• Exercise instructions
Within the entries below, find each line containing the word "match" and copy it.
*** Block opens ***
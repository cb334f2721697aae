//! # Entity Store REST Transport
//!
//! A `reqwest`-backed implementation of the CRUD transport contract.
//!
//! URL scheme, per entity type:
//!
//! - `GET    {api_url}/{endpoint}?{filter}` loads a page
//! - `GET    {api_url}/{endpoint}/{key}` loads one entity
//! - `POST   {api_url}/{endpoint}` creates (entity has no key)
//! - `PUT    {api_url}/{endpoint}/{key}` updates (entity has a key)
//! - `DELETE {api_url}/{endpoint}/{key}` deletes, returning the entity
//!
//! Bodies are JSON; the collection response is the
//! `{entities, totalEntities}` page shape. Filters are JSON objects whose
//! top-level entries become query parameters.

use entity_store_core::client::{ApiFilter, CrudClient, CrudError, EntityPage};
use entity_store_core::config::{EntityConfig, EntityStoreConfig};
use entity_store_core::entity::Entity;
use futures::future::BoxFuture;
use serde::de::DeserializeOwned;
use serde::Serialize;
use std::marker::PhantomData;

/// REST transport for one entity type.
///
/// Cheap to clone; the underlying `reqwest::Client` pools connections. The
/// trait methods build the request synchronously and defer all I/O into the
/// returned future, so reducers can call them while staying pure.
pub struct RestCrudClient<T> {
    http: reqwest::Client,
    collection_url: String,
    _entity: PhantomData<fn() -> T>,
}

impl<T> RestCrudClient<T> {
    /// Build a transport from the store and per-entity configuration,
    /// using a default `reqwest` client.
    #[must_use]
    pub fn new(store_config: &EntityStoreConfig, entity_config: &EntityConfig) -> Self {
        Self::with_http_client(reqwest::Client::new(), store_config, entity_config)
    }

    /// Build a transport around an existing `reqwest` client (custom
    /// headers, timeouts, proxies).
    #[must_use]
    pub fn with_http_client(
        http: reqwest::Client,
        store_config: &EntityStoreConfig,
        entity_config: &EntityConfig,
    ) -> Self {
        Self {
            http,
            collection_url: format!("{}/{}", store_config.api_url, entity_config.endpoint),
            _entity: PhantomData,
        }
    }

    /// The collection URL this transport targets.
    #[must_use]
    pub fn collection_url(&self) -> &str {
        &self.collection_url
    }

    fn entity_url(&self, key: &impl std::fmt::Display) -> String {
        format!("{}/{key}", self.collection_url)
    }
}

impl<T> Clone for RestCrudClient<T> {
    fn clone(&self) -> Self {
        Self {
            http: self.http.clone(),
            collection_url: self.collection_url.clone(),
            _entity: PhantomData,
        }
    }
}

/// Flatten a JSON filter object into query parameters.
///
/// Strings are used verbatim; other scalars use their JSON rendering;
/// nested arrays and objects are passed as JSON text; nulls are skipped.
fn query_pairs(filter: Option<&ApiFilter>) -> Vec<(String, String)> {
    let Some(object) = filter.and_then(|f| f.as_object()) else {
        return Vec::new();
    };

    object
        .iter()
        .filter(|(_, value)| !value.is_null())
        .map(|(key, value)| {
            let rendered = match value.as_str() {
                Some(text) => text.to_string(),
                None => value.to_string(),
            };
            (key.clone(), rendered)
        })
        .collect()
}

/// Send a request and decode a JSON body, mapping failures onto the
/// transport error taxonomy.
async fn decode<R: DeserializeOwned>(request: reqwest::RequestBuilder) -> Result<R, CrudError> {
    let response = request
        .send()
        .await
        .map_err(|e| CrudError::Transport(e.to_string()))?;

    let status = response.status();
    if !status.is_success() {
        let message = response.text().await.unwrap_or_default();
        return Err(CrudError::Api {
            status: status.as_u16(),
            message,
        });
    }

    response
        .json::<R>()
        .await
        .map_err(|e| CrudError::Decode(e.to_string()))
}

impl<T> CrudClient<T> for RestCrudClient<T>
where
    T: Entity + Serialize + DeserializeOwned,
{
    fn get_all(
        &self,
        filter: Option<ApiFilter>,
    ) -> BoxFuture<'static, Result<EntityPage<T>, CrudError>> {
        let request = self
            .http
            .get(self.collection_url.as_str())
            .query(&query_pairs(filter.as_ref()));
        tracing::debug!(url = %self.collection_url, "GET collection");

        Box::pin(decode(request))
    }

    fn get_by_key(&self, key: T::Key) -> BoxFuture<'static, Result<T, CrudError>> {
        let url = self.entity_url(&key);
        tracing::debug!(%url, "GET entity");
        let request = self.http.get(url);

        Box::pin(decode(request))
    }

    fn save(&self, entity: T) -> BoxFuture<'static, Result<T, CrudError>> {
        // Keyed entities update in place; unkeyed entities are created and
        // come back with a server-assigned key.
        let request = match entity.key() {
            Some(key) => {
                let url = self.entity_url(&key);
                tracing::debug!(%url, "PUT entity");
                self.http.put(url).json(&entity)
            }
            None => {
                tracing::debug!(url = %self.collection_url, "POST entity");
                self.http.post(self.collection_url.as_str()).json(&entity)
            }
        };

        Box::pin(decode(request))
    }

    fn delete_by_key(&self, key: T::Key) -> BoxFuture<'static, Result<T, CrudError>> {
        let url = self.entity_url(&key);
        tracing::debug!(%url, "DELETE entity");
        let request = self.http.delete(url);

        Box::pin(decode(request))
    }
}

#[cfg(test)]
mod tests {
    use super::*;
    use serde::Deserialize;
    use serde_json::json;

    #[derive(Clone, Debug, PartialEq, Serialize, Deserialize)]
    struct Order {
        id: Option<u64>,
        label: String,
    }

    impl Entity for Order {
        type Key = u64;

        fn key(&self) -> Option<u64> {
            self.id
        }
    }

    fn client() -> RestCrudClient<Order> {
        let store_config = EntityStoreConfig::new("https://api.example.com/");
        let entity_config = store_config.entity("orders");
        RestCrudClient::new(&store_config, &entity_config)
    }

    #[test]
    fn collection_url_joins_base_and_endpoint() {
        assert_eq!(client().collection_url(), "https://api.example.com/orders");
    }

    #[test]
    fn entity_url_appends_the_key() {
        assert_eq!(
            client().entity_url(&42),
            "https://api.example.com/orders/42"
        );
    }

    #[test]
    fn endpoint_override_changes_the_path() {
        let store_config = EntityStoreConfig::new("https://api.example.com");
        let entity_config = store_config.entity("order").with_endpoint("v2/orders");
        let client = RestCrudClient::<Order>::new(&store_config, &entity_config);
        assert_eq!(client.collection_url(), "https://api.example.com/v2/orders");
    }

    #[test]
    fn query_pairs_render_scalars_and_skip_nulls() {
        let filter = json!({
            "q": "widgets",
            "page": 2,
            "active": true,
            "missing": null,
        });

        let mut pairs = query_pairs(Some(&filter));
        pairs.sort();

        assert_eq!(
            pairs,
            vec![
                ("active".to_string(), "true".to_string()),
                ("page".to_string(), "2".to_string()),
                ("q".to_string(), "widgets".to_string()),
            ]
        );
    }

    #[test]
    fn query_pairs_pass_nested_values_as_json() {
        let filter = json!({ "ids": [1, 2, 3] });
        let pairs = query_pairs(Some(&filter));
        assert_eq!(pairs, vec![("ids".to_string(), "[1,2,3]".to_string())]);
    }

    #[test]
    fn missing_or_non_object_filters_yield_no_pairs() {
        assert!(query_pairs(None).is_empty());
        assert!(query_pairs(Some(&json!("text"))).is_empty());
    }
}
*** Block closes ***
• Finished task
            let rendered = match value.as_str() {
        let request = match entity.key() {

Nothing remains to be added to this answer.